_Work required_
Check each line of the entries below for the word "cloned", and copy the lines that have it.
**** Dataset records ****
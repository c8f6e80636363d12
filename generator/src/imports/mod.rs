//! Import tracking
//!
//! Every type name the transformer emits passes through
//! [`ImportGenerator::track_referenced_type`], which files it into exactly one
//! bucket:
//!
//! - generic parameters of the type being generated: never imported
//! - `Asset`: its own conditional statement
//! - built-ins (`string`, `Array`, `Record`, `AssetWrapper`, ...): never imported
//! - `Ns.Member`: the namespace, from its configured or the fallback package
//! - configured external types: their package
//! - everything else: the resolver's verdict, or the manual configuration
//!
//! Relative modules from the resolver are anchored at the main type's module,
//! so they are re-joined onto the directory of `typeImportPath`.
//!
//! Buckets keep insertion order so the emitted statements are stable.

mod resolver;

use std::sync::Arc;

use indexmap::{IndexMap, IndexSet};
use itertools::Itertools;
use player_xlr::constants::ASSET;
use player_xlr::guards::is_builtin_type;
use player_xlr::{extract_base_name, parse_namespaced_type};
use resolver::rebase_module;
pub use resolver::{SourceResolver, TypeOrigin, TypeResolver};
use tracing::{trace, warn};

use crate::config::ImportConfig;
use crate::constants::{
    BASE_BUILD_CONTEXT, CREATE_INSPECT_METHOD, FLUENT_BUILDER, FLUENT_BUILDER_BASE,
    FLUENT_PARTIAL, TAGGED_TEMPLATE_VALUE,
};

/// Caller-supplied module path for a type name, used when no resolver is set
pub type ModulePathFn = Arc<dyn Fn(&str) -> Option<String> + Send + Sync>;

/// Collects referenced types for one generated builder and renders its imports
pub struct ImportGenerator {
    config:         ImportConfig,
    resolver:       Option<Arc<dyn TypeResolver>>,
    module_path:    Option<ModulePathFn>,
    current_type:   String,
    generic_params: IndexSet<String>,
    same_file:      IndexSet<String>,
    external:       IndexMap<String, IndexSet<String>>,
    unresolved:     IndexSet<String>,
    uses_asset:     bool,
}

impl ImportGenerator {
    /// Tracker for the builder of `current_type`
    pub fn new(config: ImportConfig, current_type: impl Into<String>) -> Self {
        Self {
            config,
            resolver: None,
            module_path: None,
            current_type: current_type.into(),
            generic_params: IndexSet::new(),
            same_file: IndexSet::new(),
            external: IndexMap::new(),
            unresolved: IndexSet::new(),
            uses_asset: false,
        }
    }

    /// Resolve plain names through `resolver`
    #[must_use]
    pub fn with_resolver(self, resolver: Arc<dyn TypeResolver>) -> Self {
        Self {
            resolver: Some(resolver),
            ..self
        }
    }

    /// Route names not listed in `sameFileTypes` through `module_path`
    #[must_use]
    pub fn with_module_path(self, module_path: ModulePathFn) -> Self {
        Self {
            module_path: Some(module_path),
            ..self
        }
    }

    /// Generic parameter symbols of the type being generated
    #[must_use]
    pub fn with_generic_params<I, S>(mut self, params: I) -> Self
    where
        I: IntoIterator<Item = S>,
        S: Into<String>,
    {
        self.generic_params.extend(params.into_iter().map(Into::into));
        self
    }

    /// Name of the type being generated
    pub fn current_type(&self) -> &str { &self.current_type }

    /// Whether `name` is a generic parameter of the type being generated
    pub fn is_generic_param(&self, name: &str) -> bool {
        self.generic_params.contains(extract_base_name(name))
    }

    /// File a referenced type into its import bucket
    pub fn track_referenced_type(&mut self, name: &str) {
        let base = extract_base_name(name);
        if base.is_empty() || base == self.current_type || self.generic_params.contains(base) {
            return;
        }
        if base == ASSET {
            self.uses_asset = true;
            return;
        }
        if is_builtin_type(base) {
            return;
        }
        if let Some(namespaced) = parse_namespaced_type(base) {
            self.track_namespace_import(namespaced.namespace);
            return;
        }
        if let Some(package) = self.config.external_types.get(base).cloned() {
            self.add_external(package, base);
            return;
        }

        if let Some(resolver) = &self.resolver {
            match resolver.resolve(base, &self.current_type) {
                TypeOrigin::SameFile => {
                    self.same_file.insert(base.to_string());
                },
                TypeOrigin::Exported { module } => {
                    let module = rebase_module(&self.config.type_import_path, &module);
                    self.add_external(module, base);
                },
                TypeOrigin::NotFound => {
                    if self.unresolved.insert(base.to_string()) {
                        warn!(
                            type_name = %base,
                            current_type = %self.current_type,
                            "Could not resolve import for referenced type"
                        );
                    }
                },
            }
            return;
        }

        if self.config.same_file_types.contains(base) {
            self.same_file.insert(base.to_string());
        } else if let Some(module) = self.module_path.as_ref().and_then(|module_path| module_path(base)) {
            self.add_external(module, base);
        } else {
            self.same_file.insert(base.to_string());
        }
    }

    /// Import a namespace from its configured package, or the fallback package
    pub fn track_namespace_import(&mut self, namespace: &str) {
        let package = self
            .config
            .external_types
            .get(namespace)
            .unwrap_or(&self.config.namespace_fallback_package)
            .clone();
        self.add_external(package, namespace);
    }

    fn add_external(&mut self, package: String, name: &str) {
        trace!(type_name = %name, package = %package, "Tracking external import");
        self.external
            .entry(package)
            .or_default()
            .insert(name.to_string());
    }

    /// Types imported alongside the main type
    pub const fn same_file_types(&self) -> &IndexSet<String> { &self.same_file }

    /// Package to imported names
    pub const fn external_imports(&self) -> &IndexMap<String, IndexSet<String>> { &self.external }

    /// Whether `Asset` was referenced
    pub const fn uses_asset(&self) -> bool { self.uses_asset }

    /// Names the resolver could not find
    pub fn unresolved_types(&self) -> Vec<String> { self.unresolved.iter().cloned().collect() }

    /// Import statements, one per line
    pub fn generate_imports(&self, main_type: &str) -> String {
        let mut lines = Vec::new();

        let local = std::iter::once(main_type)
            .chain(self.same_file.iter().map(String::as_str))
            .unique()
            .join(", ");
        lines.push(format!(
            "import type {{ {local} }} from \"{}\";",
            self.config.type_import_path
        ));

        for (package, names) in &self.external {
            lines.push(format!(
                "import type {{ {} }} from \"{package}\";",
                names.iter().join(", ")
            ));
        }

        if self.uses_asset {
            lines.push(format!(
                "import type {{ {ASSET} }} from \"{}\";",
                self.config.types_package
            ));
        }

        lines.push(format!(
            "import {{ type {FLUENT_BUILDER}, type {BASE_BUILD_CONTEXT}, type {FLUENT_PARTIAL}, \
             {FLUENT_BUILDER_BASE}, {CREATE_INSPECT_METHOD}, type {TAGGED_TEMPLATE_VALUE} }} from \"{}\";",
            self.config.runtime_package
        ));

        lines.join("\n")
    }
}
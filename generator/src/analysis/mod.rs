//! Type analysis
//!
//! Classifies a [`TypeExpr`] into a [`PropertyInfo`] tree. The [`TypeAnalyzer`]
//! holds an ordered list of strategies and hands each expression to the first
//! one whose `can_handle` accepts it:
//!
//! | order | strategy     | handles                                  |
//! |-------|--------------|------------------------------------------|
//! | 1     | Array        | `T[]`, `Array<T>`, `ReadonlyArray<T>`    |
//! | 2     | Tuple        | `[A, B]`                                 |
//! | 3     | Union        | `A \| B`                                 |
//! | 4     | Intersection | `A & B`                                  |
//! | 5     | Primitive    | keywords and literals                    |
//! | 6     | Object       | object literal types                     |
//! | 7     | Reference    | named types, generics, utility types     |
//!
//! Recursion state lives in [`AnalysisOptions`] and is passed by value through
//! every call, so independent analyses never share counters.

mod analyzer;
mod property_info;
mod strategies;
mod utility_types;

use std::sync::Arc;

pub use analyzer::TypeAnalyzer;
pub use property_info::{PropertyInfo, PropertyKind, PropertyShape, PropertyType};
pub use strategies::{AnalysisStrategy, StrategyKind};
pub use utility_types::{UtilityType, UtilityTypeRegistry};

use crate::constants::DEFAULT_MAX_ANALYSIS_DEPTH;
use crate::syntax::{GenericContext, TypeExpr};

/// Number of recursive descents taken so far
#[derive(Debug, Clone, Copy, Default, PartialEq, Eq, PartialOrd, Ord, Hash)]
pub struct AnalysisDepth(usize);

impl AnalysisDepth {
    /// Depth of a top-level request
    pub const ZERO: Self = Self(0);

    /// Depth at an explicit level
    pub const fn new(depth: usize) -> Self { Self(depth) }

    /// One level deeper
    #[must_use]
    pub const fn increment(self) -> Self { Self(self.0 + 1) }

    /// Whether analysis at this depth must stop descending
    pub const fn exceeds_limit(self, max_depth: usize) -> bool { self.0 >= max_depth }

    /// Raw depth value
    pub const fn get(self) -> usize { self.0 }
}

/// Options threaded through every recursive analysis call
#[derive(Debug, Clone, PartialEq, Eq)]
pub struct AnalysisOptions {
    /// Current recursion depth
    pub current_depth:   AnalysisDepth,
    /// Depth at which a terminal fallback is returned
    pub max_depth:       usize,
    /// Whether the property being analyzed is optional
    pub is_optional:     bool,
    /// Whether the type being analyzed is an array element
    pub is_array:        bool,
    /// Bindings for generic symbols in scope
    pub generic_context: Option<Arc<GenericContext>>,
}

impl Default for AnalysisOptions {
    fn default() -> Self { Self::with_max_depth(DEFAULT_MAX_ANALYSIS_DEPTH) }
}

impl AnalysisOptions {
    /// Top-level options with a custom depth limit
    pub const fn with_max_depth(max_depth: usize) -> Self {
        Self {
            current_depth: AnalysisDepth::ZERO,
            max_depth,
            is_optional: false,
            is_array: false,
            generic_context: None,
        }
    }

    /// Same options one level deeper
    #[must_use]
    pub fn descend(&self) -> Self {
        Self {
            current_depth: self.current_depth.increment(),
            ..self.clone()
        }
    }

    /// Options for a named child (object property, tuple slot, union member)
    #[must_use]
    pub fn for_child(&self, is_optional: bool) -> Self {
        Self {
            is_optional,
            is_array: false,
            ..self.clone()
        }
    }

    /// Options for the element type of an array
    #[must_use]
    pub fn for_array_element(&self) -> Self {
        Self {
            is_array: true,
            ..self.clone()
        }
    }

    /// Options with a fresh generic scope
    #[must_use]
    pub fn with_generic_context(&self, context: GenericContext) -> Self {
        Self {
            generic_context: Some(Arc::new(context)),
            ..self.clone()
        }
    }
}

/// A single analysis call: which type, under which property name, with which options
#[derive(Debug, Clone)]
pub struct AnalysisRequest<'a> {
    /// Property name the result is reported under
    pub name:    String,
    /// Expression to classify
    pub expr:    &'a TypeExpr,
    /// Recursion state
    pub options: AnalysisOptions,
}

impl<'a> AnalysisRequest<'a> {
    /// Top-level request with default options
    pub fn new(name: impl Into<String>, expr: &'a TypeExpr) -> Self {
        Self {
            name: name.into(),
            expr,
            options: AnalysisOptions::default(),
        }
    }

    /// Replace the options
    #[must_use]
    pub fn with_options(self, options: AnalysisOptions) -> Self { Self { options, ..self } }

    /// Request for another expression reported under the same name
    pub fn redirect<'b>(&self, expr: &'b TypeExpr, options: AnalysisOptions) -> AnalysisRequest<'b> {
        AnalysisRequest {
            name: self.name.clone(),
            expr,
            options,
        }
    }

    /// Terminal result used when analysis stops: the type's text as an opaque string
    pub fn fallback(&self) -> PropertyInfo {
        PropertyInfo::terminal(self.name.clone(), PropertyType::String, self.expr.to_string())
    }
}

#[cfg(test)]
mod tests {
    use super::*;

    #[test]
    fn test_depth_limit() {
        let depth = AnalysisDepth::new(9);
        assert!(!depth.exceeds_limit(10));
        assert!(depth.increment().exceeds_limit(10));
        assert_eq!(AnalysisDepth::ZERO.increment().get(), 1);
    }

    #[test]
    fn test_options_derivation_keeps_depth_and_context() {
        let options = AnalysisOptions::default()
            .with_generic_context(GenericContext::new())
            .descend();

        let child = options.for_array_element().for_child(true);
        assert_eq!(child.current_depth, AnalysisDepth::new(1));
        assert!(child.is_optional);
        assert!(!child.is_array);
        assert!(child.generic_context.is_some());
        assert_eq!(child.max_depth, DEFAULT_MAX_ANALYSIS_DEPTH);
    }
}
****
_Completed exercise_
        if let Some(package) = self.config.external_types.get(base).cloned() {
    pub fn unresolved_types(&self) -> Vec<String> { self.unresolved.iter().cloned().collect() }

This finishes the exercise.